◆ TASK DIRECTIONS
Lines containing the string "PageRequest": how many are there below? Answer with the number only.

◆ RECORD SET

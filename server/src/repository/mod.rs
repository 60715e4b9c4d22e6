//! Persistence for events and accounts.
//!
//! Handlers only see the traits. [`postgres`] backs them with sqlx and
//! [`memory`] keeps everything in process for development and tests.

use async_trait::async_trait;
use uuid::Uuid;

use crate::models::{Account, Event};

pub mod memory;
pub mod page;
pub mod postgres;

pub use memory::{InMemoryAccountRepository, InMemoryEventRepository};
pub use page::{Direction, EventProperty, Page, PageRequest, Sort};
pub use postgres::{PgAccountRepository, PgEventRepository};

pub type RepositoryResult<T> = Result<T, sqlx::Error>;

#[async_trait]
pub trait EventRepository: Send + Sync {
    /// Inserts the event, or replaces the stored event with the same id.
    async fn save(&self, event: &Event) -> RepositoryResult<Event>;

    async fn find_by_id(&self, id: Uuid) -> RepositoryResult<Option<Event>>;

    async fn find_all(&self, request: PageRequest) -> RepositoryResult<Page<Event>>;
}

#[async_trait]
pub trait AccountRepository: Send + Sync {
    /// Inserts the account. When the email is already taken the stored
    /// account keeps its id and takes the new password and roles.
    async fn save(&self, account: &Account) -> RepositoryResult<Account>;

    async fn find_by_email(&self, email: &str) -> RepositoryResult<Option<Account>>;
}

◆ TASK ANSWER
2